[time-nuts] Ships fooled in GPS spoofing attack suggest Russian cyberweapon

jimlux jimlux at earthlink.net
Mon Aug 14 15:07:48 EDT 2017

On 8/14/17 10:24 AM, Magnus Danielson wrote:
> Hi Jim,
> On 08/14/2017 06:03 PM, jimlux wrote:
>> And GPS users who care about spoofing tend to use antenna systems that
>> will reject signals coming from the "wrong" direction.  It's pretty
>> easy to set up 3 antenna separated by 30 cm or so and tell what
>> direction the signal from each S/V is coming from.
>> I would expect that as spoofing/jamming becomes more of a problem
>> (e.g. all those Amazon delivery drones operating in a RF dense
>> environment) this will become sort of standard practice.
>> So now your spoofing becomes much more complex, because the sources
>> have to appear to come from the right place in the sky.  (fleets of
>> UAVs?)
> You gain maybe 10 to 20 dB, but not much more.
> A real protection scheme needs much more tolerance to handle severe
> problems.

I think it is more about are looking for "spoof detection" or "spoof 
immunity"..  Spoof detection is a easier bar.

> There is an overbeliefe in such approaches, rather than trying to look
> at the system analysis, since when you loose the GPS signal, what do you
> do. I get blank stares all too often when I ask that trick question.

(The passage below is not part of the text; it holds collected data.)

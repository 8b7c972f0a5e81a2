//! Plane math: point/polygon classification against a splitting plane and
//! polygon splitting along it.
//!
//! Every BSP and octree decision in the crate funnels through
//! [`Plane::orient_point`], so the front/back convention lives here and
//! nowhere else: the front half-space is the side the normal points into,
//! and anything within [`EPSILON`](crate::float_types::EPSILON) of the plane
//! counts as coplanar.

use crate::float_types::{EPSILON, Real};
use crate::polygon::{Polygon, Vertex};
use nalgebra::{Point3, Vector3};
use std::fmt::Debug;

// Classification constants. FRONT and BACK are bit flags so a polygon
// classification can be built by OR-ing its vertex classifications.
pub const COPLANAR: i8 = 0;
pub const FRONT: i8 = 1;
pub const BACK: i8 = 2;
pub const SPANNING: i8 = 3;

/// A plane in 3D space: unit normal plus distance from origin along it
/// (plane equation `n·p = w`).
#[derive(Debug, Clone, PartialEq)]
pub struct Plane {
    pub normal: Vector3<Real>,
    pub w: Real,
}

impl Plane {
    /// Create a plane from a (not necessarily unit) normal and distance.
    pub fn from_normal(normal: Vector3<Real>, w: Real) -> Self {
        let norm = normal.norm();
        if norm < EPSILON {
            // Degenerate input, fall back to Z-up through the origin.
            return Self { normal: Vector3::z(), w: 0.0 };
        }
        Self { normal: normal / norm, w: w / norm }
    }

    /// Create a plane from three points, normal following the right-hand
    /// rule: `(p2-p1) × (p3-p1)`.
    pub fn from_points(p1: &Point3<Real>, p2: &Point3<Real>, p3: &Point3<Real>) -> Self {
        let normal = (p2 - p1).cross(&(p3 - p1));
        if normal.norm_squared() < EPSILON * EPSILON {
            return Self { normal: Vector3::z(), w: 0.0 };
        }
        let normal = normal.normalize();
        Self { w: normal.dot(&p1.coords), normal }
    }

    /// Axis-aligned plane `p[axis] = pos` with the normal pointing along
    /// the positive axis. `axis` is 0 (X), 1 (Y) or 2 (Z).
    pub fn axis_aligned(axis: usize, pos: Real) -> Self {
        let mut normal = Vector3::zeros();
        normal[axis] = 1.0;
        Self { normal, w: pos }
    }

    pub const fn normal(&self) -> Vector3<Real> {
        self.normal
    }

    pub const fn offset(&self) -> Real {
        self.w
    }

    /// Flip the plane in place (reverse normal and distance).
    pub fn flip(&mut self) {
        self.normal = -self.normal;
        self.w = -self.w;
    }

    pub fn flipped(&self) -> Self {
        Self { normal: -self.normal, w: -self.w }
    }

    /// Signed distance from the plane, positive on the front side.
    pub fn signed_distance(&self, point: &Point3<Real>) -> Real {
        self.normal.dot(&point.coords) - self.w
    }

    /// Classify a point as [`FRONT`], [`BACK`] or [`COPLANAR`].
    pub fn orient_point(&self, point: &Point3<Real>) -> i8 {
        let dist = self.signed_distance(point);
        if dist > EPSILON {
            FRONT
        } else if dist < -EPSILON {
            BACK
        } else {
            COPLANAR
        }
    }

    /// Classify a whole polygon with respect to the plane. Returns a bitmask
    /// of FRONT and BACK: [`COPLANAR`], [`FRONT`], [`BACK`] or [`SPANNING`].
    pub fn classify_polygon<S: Clone>(&self, polygon: &Polygon<S>) -> i8 {
        polygon
            .vertices
            .iter()
            .fold(COPLANAR, |acc, v| acc | self.orient_point(&v.pos))
    }

    /// True when `other` describes the same plane within tolerance, in either
    /// orientation. Used by the most-on-splitter heuristic.
    pub fn near_equal(&self, other: &Self) -> bool {
        let d = self.normal.dot(&other.normal);
        (d > 1.0 - EPSILON && (self.w - other.w).abs() < EPSILON)
            || (d < -1.0 + EPSILON && (self.w + other.w).abs() < EPSILON)
    }

    /// Splits `polygon` by this plane, returning four buckets:
    /// `(coplanar_front, coplanar_back, front, back)`.
    ///
    /// A spanning polygon is sliced into two new polygons whose rings, joined
    /// at the two intersection vertices, reconstruct the original ring. The
    /// pieces keep the original polygon's supporting plane; recomputing it
    /// from the sliced ring only accumulates error.
    #[allow(clippy::type_complexity)]
    pub fn split_polygon<S: Clone + Debug>(
        &self,
        polygon: &Polygon<S>,
    ) -> (Vec<Polygon<S>>, Vec<Polygon<S>>, Vec<Polygon<S>>, Vec<Polygon<S>>) {
        let mut coplanar_front = Vec::new();
        let mut coplanar_back = Vec::new();
        let mut front = Vec::new();
        let mut back = Vec::new();

        let types: Vec<i8> = polygon
            .vertices
            .iter()
            .map(|v| self.orient_point(&v.pos))
            .collect();
        let polygon_type = types.iter().fold(COPLANAR, |acc, &t| acc | t);

        match polygon_type {
            COPLANAR => {
                if self.normal.dot(&polygon.plane.normal) > 0.0 {
                    coplanar_front.push(polygon.clone());
                } else {
                    coplanar_back.push(polygon.clone());
                }
            },
            FRONT => front.push(polygon.clone()),
            BACK => back.push(polygon.clone()),
            // True spanning, do the split.
            _ => {
                let mut split_front = Vec::<Vertex>::new();
                let mut split_back = Vec::<Vertex>::new();

                for i in 0..polygon.vertices.len() {
                    let j = (i + 1) % polygon.vertices.len();
                    let type_i = types[i];
                    let type_j = types[j];
                    let vertex_i = &polygon.vertices[i];
                    let vertex_j = &polygon.vertices[j];

                    if type_i != BACK {
                        split_front.push(vertex_i.clone());
                    }
                    if type_i != FRONT {
                        split_back.push(vertex_i.clone());
                    }

                    // Edge crosses the plane: the intersection vertex joins
                    // both rings so the two pieces share the cut.
                    if (type_i | type_j) == SPANNING {
                        let denom = self.normal.dot(&(vertex_j.pos - vertex_i.pos));
                        if denom.abs() > EPSILON {
                            let t = (self.w - self.normal.dot(&vertex_i.pos.coords)) / denom;
                            let vertex_new = vertex_i.interpolate(vertex_j, t);
                            split_front.push(vertex_new.clone());
                            split_back.push(vertex_new);
                        }
                    }
                }

                if split_front.len() >= 3 {
                    front.push(Polygon::with_plane(
                        split_front,
                        polygon.plane.clone(),
                        polygon.metadata.clone(),
                    ));
                }
                if split_back.len() >= 3 {
                    back.push(Polygon::with_plane(
                        split_back,
                        polygon.plane.clone(),
                        polygon.metadata.clone(),
                    ));
                }
            },
        }

        (coplanar_front, coplanar_back, front, back)
    }
}
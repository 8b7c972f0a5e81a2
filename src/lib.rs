//! CPU-side **spatial visibility** structures: binary space partition trees in
//! 3D and 2D, an octree with mini-BSP leaves, a scanline coverage buffer
//! ("C-buffer") for occlusion testing, a six-face perspective coverage cube,
//! and an oriented-bounding-box hierarchy builder for collision queries.
//!
//! All trees share one traversal contract: build once from a primitive set,
//! then walk the primitives in guaranteed back-to-front or front-to-back
//! order relative to a viewpoint, with a visitor callback that can abort the
//! whole traversal by returning a value.
//!
//! # Features
//! - **f64** (default): use f64 as [Real](float_types::Real)
//! - **f32**: use f32 as Real, conflicts with f64

#![forbid(unsafe_code)]
#![deny(unused)]
#![warn(clippy::missing_const_for_fn, clippy::approx_constant, clippy::all)]

pub mod errors;
pub mod float_types;
pub mod plane;
pub mod polygon;
pub mod bsp;
pub mod bsp2d;
pub mod octree;
pub mod cbuffer;
pub mod covcube;
pub mod collision;

#[cfg(any(all(feature = "f64", feature = "f32"), not(any(feature = "f64", feature = "f32"))))]
compile_error!("Either 'f64' or 'f32' feature must be specified, but not both");

pub use bsp::{BspStatistics, BspTree};
pub use bsp2d::BspTree2D;
pub use cbuffer::CBuffer;
pub use covcube::CoverageCube;
pub use octree::Octree;
pub use polygon::{Polygon, Vertex};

Most successful schemes rely on "side information" of one sort or 
another - whether from an IMU or from other sources.  Acquisition is 
always more vulnerable than track.

I don't do much, if any, of this stuff these days - that was more my 
thing in the mid-80s when I would killed to have the cheap processing 
power and fast data converters available today.